Era poco probable que Serena estuviera de acuerdo. Shane Morgan había traído a Yvonne como un plan alternativo.
—Una identificación no puede probar nada. Basándome solo en el aspecto, Eleanor se parece más a mí —dijo Serena.
El médico privado repentinamente intervino:
—¿Estás sugiriendo que manipulé los resultados?
El médico privado era leal a Silas Morgan, tomando órdenes solo de él.
Cuestionar al médico privado equivalía a cuestionar a Silas Morgan.
Serena no continuó la confrontación, preparándose para cambiar su argumento cuando su teléfono sonó repentinamente.
Eleanor estaba lejos, pero la habitación estaba demasiado silenciosa. Cuando Serena contestó, escuchó débilmente una voz masculina—compañía farmacéutica…medicamento…reacciones adversas generalizadas…
Cuanto más informaba la voz masculina, más fuerte apretaba Serena su teléfono, sus nudillos volviéndose blancos, las venas sobresaliendo en el dorso de su mano.
Al segundo siguiente, su mirada fría y afilada recorrió la sala.
Eleanor no sabía cómo describir esta mirada compleja y ominosa, solo observando cómo Serena colgaba y hablaba de nuevo, su voz completamente tranquila.
—Ya que el Dr. Lewis supervisó personalmente, la identificación es sin duda precisa.
Caso cerrado.
La luz exterior se atenuó aún más, el viento aumentando, mientras los ojos de Yvonne brillaban ansiosamente, corriendo hacia Serena pero deteniéndose frente a ella, articulando “Mamá”, diciendo tímidamente, —Sra. Forrest…

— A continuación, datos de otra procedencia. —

//! Scoped ownership of a provisioned sandbox.
//!
//! A [`SandboxLease`] is created by provisioning a sandbox and is consumed by
//! [`SandboxLease::run`], which terminates the sandbox on every way out of
//! the session: normal completion, an error, or a shutdown request racing the
//! session body. [`SandboxLease::scoped`] also covers the create call itself,
//! so a shutdown that arrives while the provider is still provisioning tears
//! down whatever it hands back. Leaving the sandbox running has to be asked
//! for explicitly with [`SessionEnd::Detach`].

use super::{CreateSandboxRequest, SandboxClient};
use anyhow::Context as _;
use std::future::Future;
use std::sync::Arc;

/// What the session body wants done with the sandbox once it returns.
#[derive(Debug, Clone, Copy, PartialEq, Eq)]
pub enum SessionEnd {
    /// Terminate immediately.
    Close,
    /// Keep the sandbox until the shutdown future resolves, then terminate.
    Hold,
    /// Leave the sandbox running; the provider timeout reclaims it.
    Detach,
}

/// How the lease ended.
#[derive(Debug, Clone, PartialEq, Eq)]
pub enum LeaseEnd {
    Closed { sandbox_id: String },
    Detached { sandbox_id: String },
}

/// Cheap handle passed to the session body.
#[derive(Clone)]
pub struct SandboxHandle {
    client: Arc<dyn SandboxClient>,
    sandbox_id: String,
}

impl SandboxHandle {
    pub fn client(&self) -> &Arc<dyn SandboxClient> {
        &self.client
    }

    pub fn id(&self) -> &str {
        &self.sandbox_id
    }
}

pub struct SandboxLease {
    client: Arc<dyn SandboxClient>,
    sandbox_id: String,
    settled: bool,
}

impl SandboxLease {
    /// Provision a sandbox and take ownership of it.
    ///
    /// Fails if `client` already drives a live sandbox, which another lease
    /// owns.
    pub async fn acquire(
        client: Arc<dyn SandboxClient>,
        request: &CreateSandboxRequest,
    ) -> anyhow::Result<Self> {
        if let Some(live) = client.current_id() {
            anyhow::bail!("sandbox {live} is still live on this client; release it first");
        }
        let sandbox_id = client
            .create_sandbox(request)
            .await
            .context("Failed to create sandbox")?;
        Ok(Self {
            client,
            sandbox_id,
            settled: false,
        })
    }

    pub fn id(&self) -> &str {
        &self.sandbox_id
    }

    pub fn handle(&self) -> SandboxHandle {
        SandboxHandle {
            client: Arc::clone(&self.client),
            sandbox_id: self.sandbox_id.clone(),
        }
    }

    /// Terminate the sandbox now.
    pub async fn release(mut self) -> anyhow::Result<String> {
        self.settled = true;
        self.client.kill_sandbox().await
    }

    /// Give up ownership without terminating the sandbox.
    pub fn detach(mut self) -> String {
        self.settled = true;
        std::mem::take(&mut self.sandbox_id)
    }

    /// Provision a sandbox, run `body` against it and settle the lease.
    ///
    /// `shutdown` is polled from the start, so it is already armed while the
    /// create call is in flight. If it resolves first the create call is still
    /// awaited and the sandbox it returns is terminated straight away.
    pub async fn scoped<S, F, Fut>(
        client: Arc<dyn SandboxClient>,
        request: &CreateSandboxRequest,
        shutdown: S,
        body: F,
    ) -> anyhow::Result<LeaseEnd>
    where
        S: Future<Output = ()>,
        F: FnOnce(SandboxHandle) -> Fut,
        Fut: Future<Output = anyhow::Result<SessionEnd>>,
    {
        tokio::pin!(shutdown);
        let create = Self::acquire(client, request);
        tokio::pin!(create);

        let lease = tokio::select! {
            biased;
            () = shutdown.as_mut() => {
                let lease = create.await?;
                let sandbox_id = lease.id().to_string();
                tracing::info!(%sandbox_id, "shutdown requested while the sandbox was being created");
                lease.release().await?;
                return Ok(LeaseEnd::Closed { sandbox_id });
            }
            lease = &mut create => lease?,
        };

        lease.run(shutdown, body).await
    }

    /// Run `body` against the sandbox and settle the lease afterwards.
    ///
    /// If `shutdown` resolves first the body is dropped and the sandbox is
    /// terminated. Errors from the body are returned after the sandbox has
    /// been terminated; a failure to terminate in that case is only logged so
    /// the original error is not masked.
    pub async fn run<S, F, Fut>(self, shutdown: S, body: F) -> anyhow::Result<LeaseEnd>
    where
        S: Future<Output = ()>,
        F: FnOnce(SandboxHandle) -> Fut,
        Fut: Future<Output = anyhow::Result<SessionEnd>>,
    {
        tokio::pin!(shutdown);
        let sandbox_id = self.sandbox_id.clone();

        let end = tokio::select! {
            biased;
            () = &mut shutdown => {
                tracing::info!(%sandbox_id, "shutdown requested while session was running");
                Ok(SessionEnd::Close)
            }
            result = body(self.handle()) => result,
        };

        match end {
            Ok(SessionEnd::Detach) => Ok(LeaseEnd::Detached {
                sandbox_id: self.detach(),
            }),
            Ok(SessionEnd::Close) => {
                self.release().await?;
                Ok(LeaseEnd::Closed { sandbox_id })
            }
            Ok(SessionEnd::Hold) => {
                shutdown.await;
                self.release().await?;
                Ok(LeaseEnd::Closed { sandbox_id })
            }
            Err(e) => {
                if let Err(kill_err) = self.release().await {
                    tracing::warn!(%sandbox_id, "failed to terminate sandbox after error: {kill_err}");
                }
                Err(e)
            }
        }
    }
}

impl Drop for SandboxLease {
    fn drop(&mut self) {
        if !self.settled {
            tracing::warn!(
                sandbox_id = %self.sandbox_id,
                "sandbox lease dropped without release; it stays up until the provider timeout"
            );
        }
    }
}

Serena extendió la mano, apretando la mano de Yvonne, colocando su otra mano sobre ella, —¿Por qué me sigues llamando Sra. Forrest? Soy tu madre.
Soy tu madre.
Los ojos de Eleanor se calentaron incontrolablemente, un pedazo de su corazón inesperadamente arrancado, sangrando, el dolor dejándola confundida.
Durante estos cuatro años, se había acostumbrado a este sentimiento, tratando incansablemente de repararlo, pero parecía todo en vano.
Su latido del corazón pulsando más vivamente, ¿por qué se sentía tan desolada y vacía?
—Mamá —Yvonne no pudo contenerse más, arrojándose a los brazos de Serena, rodeando su cintura con fuerza, sollozando hasta llorar.
—Pensé… pensé que no tenía lazos familiares, consiguiendo una mamá solo para perderla de nuevo, pasando de tener una familia a no tenerla, Mamá…
Las pupilas de Eleanor se contrajeron.
Tener una mamá pero no tener una mamá.
Tener una familia pero no tener una familia.